Others are designed for manual counting, but involve noticeable amounts of calculation - possible by doing lots of multiplication and division on paper, but much easier with access to an electronic calculator.
The Newland-Britton method (used in Lib Dem internal election) is one such; so is Weighted Inclusive Gregory (used in Scottish local elections). I have counted elections manually using the Newland-Britton method and a pocket calculator, or more recently the calculator app on a mobile phone for many years. I could count WIG as well.
Finally, there are methods that effectively require a computer because they are iterative, these are Meek and Warren, and they require solving infinite series (they converge, but still...)

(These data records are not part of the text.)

//! ---
//! flt_section: "01-core-functionality"
//! flt_subsection: "module"
//! flt_type: "source"
//! flt_scope: "code"
//! flt_description: "Fault feature modules for HTTP and Redis experiments."
//! flt_version: "v0.0.0-prealpha"
//! flt_owner: "tbd"
//! ---
//! HTTP (server) fault experimentation: aborts and added latency on a
//! cluster pair, delivered as runtime overrides or a full fault-filter
//! extension config.

use std::sync::Arc;

use faultline_model::{
    ClusterPairTarget, Experiment, FaultConfig, HttpFault, HttpFaultConfig, Property,
    HTTP_FAULT_TYPE,
};
use faultline_store::{ExperimentStore, Transformation};
use faultline_xds::{
    EcdsResource, EcdsResourceGenerator, ExtensionConfig, FilterAbort, FilterDelay,
    GeneratorRegistry, HttpFaultFilter, RtdsResource, RtdsResourceGenerator, RuntimeKeyValue,
    XdsError,
};

const ABORT_PERCENT_SUFFIX: &str = "abort.abort_percent";
const ABORT_STATUS_SUFFIX: &str = "abort.http_status";
const DELAY_PERCENT_SUFFIX: &str = "delay.fixed_delay_percent";
const DELAY_DURATION_SUFFIX: &str = "delay.fixed_duration_ms";

/// Register this module's generators against the wiring registry.
pub fn register_generators(
    registry: &mut GeneratorRegistry,
    ecds_resource_name: &str,
) -> faultline_xds::Result<()> {
    registry.register_rtds(Arc::new(HttpFaultRtdsGenerator))?;
    registry.register_ecds(Arc::new(HttpFaultEcdsGenerator {
        resource_name: ecds_resource_name.to_owned(),
    }))?;
    Ok(())
}

/// Register this module's view transformation against the store.
pub fn register_transformation(store: &mut ExperimentStore) -> faultline_store::Result<()> {
    store.register_transformation(Box::new(HttpFaultTransformation))
}

/// Runtime key prefix for the fault, dependent on which side enforces
/// it and whether a specific downstream is targeted.
fn key_prefix(targeting: &ClusterPairTarget) -> faultline_xds::Result<String> {
    match targeting.enforcing_cluster() {
        None => Err(XdsError::Targeting(format!(
            "egress fault on upstream {} has no downstream cluster",
            targeting.upstream_cluster
        ))),
        Some(_) => Ok(match targeting.enforcement {
            faultline_model::FaultEnforcement::Ingress => match &targeting.downstream_cluster {
                Some(downstream) => format!("fault.http.{downstream}"),
                None => "fault.http".to_owned(),
            },
            faultline_model::FaultEnforcement::Egress => {
                format!("fault.http.egress.{}", targeting.upstream_cluster)
            }
        }),
    }
}

fn runtime_key_values(config: &HttpFaultConfig) -> faultline_xds::Result<Vec<RuntimeKeyValue>> {
    let prefix = key_prefix(&config.targeting)?;
    Ok(match &config.fault {
        HttpFault::Abort(abort) => vec![
            RuntimeKeyValue {
                key: format!("{prefix}.{ABORT_PERCENT_SUFFIX}"),
                value: abort.percent,
            },
            RuntimeKeyValue {
                key: format!("{prefix}.{ABORT_STATUS_SUFFIX}"),
                value: abort.http_status,
            },
        ],
        HttpFault::Latency(latency) => vec![
            RuntimeKeyValue {
                key: format!("{prefix}.{DELAY_PERCENT_SUFFIX}"),
                value: latency.percent,
            },
            RuntimeKeyValue {
                key: format!("{prefix}.{DELAY_DURATION_SUFFIX}"),
                value: latency.duration_ms,
            },
        ],
    })
}

/// RTDS path: percentage + magnitude runtime keys.
pub struct HttpFaultRtdsGenerator;

impl RtdsResourceGenerator for HttpFaultRtdsGenerator {
    fn config_type(&self) -> &'static str {
        HTTP_FAULT_TYPE
    }

    fn generate_resource(&self, experiment: &Experiment) -> faultline_xds::Result<RtdsResource> {
        let FaultConfig::Http(config) = &experiment.config.fault else {
            return Ok(RtdsResource::empty());
        };
        let cluster = config
            .targeting
            .enforcing_cluster()
            .ok_or_else(|| {
                XdsError::Targeting(format!(
                    "egress fault on upstream {} has no downstream cluster",
                    config.targeting.upstream_cluster
                ))
            })?
            .to_owned();
        Ok(RtdsResource {
            cluster,
            runtime_key_values: runtime_key_values(config)?,
        })
    }
}

/// ECDS path: a full serialized HTTP fault filter.
pub struct HttpFaultEcdsGenerator {
    pub resource_name: String,
}

impl EcdsResourceGenerator for HttpFaultEcdsGenerator {
    fn config_type(&self) -> &'static str {
        HTTP_FAULT_TYPE
    }

    fn generate_resource(&self, experiment: &Experiment) -> faultline_xds::Result<EcdsResource> {
        let FaultConfig::Http(config) = &experiment.config.fault else {
            return Ok(EcdsResource::empty());
        };
        let cluster = config
            .targeting
            .enforcing_cluster()
            .ok_or_else(|| {
                XdsError::Targeting(format!(
                    "egress fault on upstream {} has no downstream cluster",
                    config.targeting.upstream_cluster
                ))
            })?
            .to_owned();

        let mut filter = HttpFaultFilter::disabled();
        filter.downstream_cluster_match = config.targeting.downstream_cluster.clone();
        match &config.fault {
            HttpFault::Abort(abort) => {
                filter.abort = Some(FilterAbort {
                    http_status: abort.http_status,
                    percentage: abort.percent,
                });
            }
            HttpFault::Latency(latency) => {
                filter.delay = Some(FilterDelay {
                    duration_ms: latency.duration_ms,
                    percentage: latency.percent,
                });
            }
        }

        Ok(EcdsResource {
            cluster,
            extension_config: Some(ExtensionConfig {
                name: self.resource_name.clone(),
                filter,
            }),
        })
    }

    fn generate_default_resource(&self, cluster: &str, resource_name: &str) -> EcdsResource {
        EcdsResource {
            cluster: cluster.to_owned(),
            extension_config: Some(ExtensionConfig::disabled(resource_name)),
        }
    }
}

/// Adds the targeting line and fault magnitude to detail/list views.
pub struct HttpFaultTransformation;

impl Transformation for HttpFaultTransformation {
    fn config_type(&self) -> &'static str {
        HTTP_FAULT_TYPE
    }

    fn transform(&self, experiment: &Experiment) -> faultline_store::Result<Vec<Property>> {
        let FaultConfig::Http(config) = &experiment.config.fault else {
            return Ok(Vec::new());
        };
        let downstream = config
            .targeting
            .downstream_cluster
            .as_deref()
            .unwrap_or("all downstreams");
        let mut properties = vec![Property::new(
            "target",
            "Target",
            format!("{} \u{27a1} {}", downstream, config.targeting.upstream_cluster),
        )];
        match &config.fault {
            HttpFault::Abort(abort) => {
                properties.push(Property::new(
                    "fault_types",
                    "Fault Types",
                    format!("Abort {}% (HTTP {})", abort.percent, abort.http_status),
                ));
            }
            HttpFault::Latency(latency) => {
                properties.push(Property::new(
                    "fault_types",
                    "Fault Types",
                    format!("Latency {}% (+{} ms)", latency.percent, latency.duration_ms),
                ));
            }
        }
        Ok(properties)
    }
}
//! ---
//! flt_section: "02-experiment-store"
//! flt_subsection: "module"
//! flt_type: "source"
//! flt_scope: "code"
//! flt_description: "Experiment persistence and transformation registry."
//! flt_version: "v0.0.0-prealpha"
//! flt_owner: "tbd"
//! ---
//! Durable home for experiment specifications, runs, and configs, and
//! the sole source of truth for what is active right now.

/// Result alias used throughout the store crate.
pub type Result<T> = std::result::Result<T, StoreError>;

/// Error type for the experiment store.
#[derive(Debug, thiserror::Error)]
pub enum StoreError {
    /// Specification violated a creation-time invariant.
    #[error("invalid experiment specification: {0}")]
    Validation(String),
    /// The referenced run does not exist.
    #[error("experiment run {0} not found")]
    NotFound(String),
    /// A transformation was registered twice for one config type.
    #[error("transformation already registered for config type {0}")]
    DuplicateTransformation(String),
    /// Wrapper for SQLite failures.
    #[error("database error: {0}")]
    Database(#[from] rusqlite::Error),
    /// Wrapper for fault config (de)serialization failures.
    #[error("serialization error: {0}")]
    Serialization(#[from] serde_json::Error),
    /// A persisted timestamp column could not be interpreted.
    #[error("corrupt timestamp column value {0}")]
    CorruptTimestamp(i64),
}

pub mod store;
pub mod transformation;
mod views;

pub use store::ExperimentStore;
pub use transformation::Transformation;
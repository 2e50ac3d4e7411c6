//! The builtin GraphQL validator diagnostics.
//!
//! Generated at build time from `spec/diagnostics.jsonc`. The build script
//! already rejects duplicate ids and malformed templates, so
//! [`builtin_registry`] only fails if that check is bypassed.

use crate::error::RegistryError;
use crate::registry::{DiagnosticRegistry, RegistryBuilder};
use crate::{DiagnosticCode, Severity, codes};

/// A catalog row as compiled into the crate.
#[derive(Debug, Clone, Copy, PartialEq, Eq)]
pub struct BuiltinEntry {
    /// Stable diagnostic code.
    pub code: DiagnosticCode,
    /// Name of the matching constant in [`crate::codes`].
    pub name: &'static str,
    /// Default severity.
    pub severity: Severity,
    /// One-line summary of when the diagnostic fires.
    pub summary: &'static str,
    /// Message template with `{N}` placeholders.
    pub template: &'static str,
}

include!(concat!(env!("OUT_DIR"), "/generated_catalog.rs"));

/// Every builtin entry, in catalog order.
pub fn builtin_entries() -> &'static [BuiltinEntry] {
    BUILTIN
}

/// Find the builtin entry for `id`.
pub fn lookup(id: &str) -> Option<&'static BuiltinEntry> {
    BUILTIN.iter().find(|entry| entry.code.as_str() == id)
}

/// Build a fresh registry holding every builtin entry.
pub fn builtin_registry() -> Result<DiagnosticRegistry, RegistryError> {
    let mut builder = RegistryBuilder::new();
    for entry in BUILTIN {
        builder.register(entry.code, entry.severity, entry.template)?;
    }
    Ok(builder.build())
}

Re: single transferable voting
Date: 2017-06-18 06:05 pm (UTC)Re: single transferable voting
Date: 2017-06-18 11:25 pm (UTC)Re: single transferable voting
Date: 2017-06-20 07:58 am (UTC)I haven't read the records for how it was done for the Westminster seats that used to use it, nor for the Irish/Northern Irish elections that used it, but doing it manually was the norm for a long time.
no subject
Date: 2017-06-18 06:43 pm (UTC)no subject
Date: 2017-06-18 11:26 pm (UTC)I expect they're probably Republicans.
no subject
Date: 2017-06-19 12:34 am (UTC)no subject
Date: 2017-06-20 08:00 am (UTC)no subject
Date: 2017-06-19 10:21 am (UTC)That's not new. John Lewis has had that for years, just implemented differently ;)
It has a great big 'never knowingly undersold' policy, so you just want up to a shop assistant, say 'hey this is on sale for less at this store' and they'll match the price.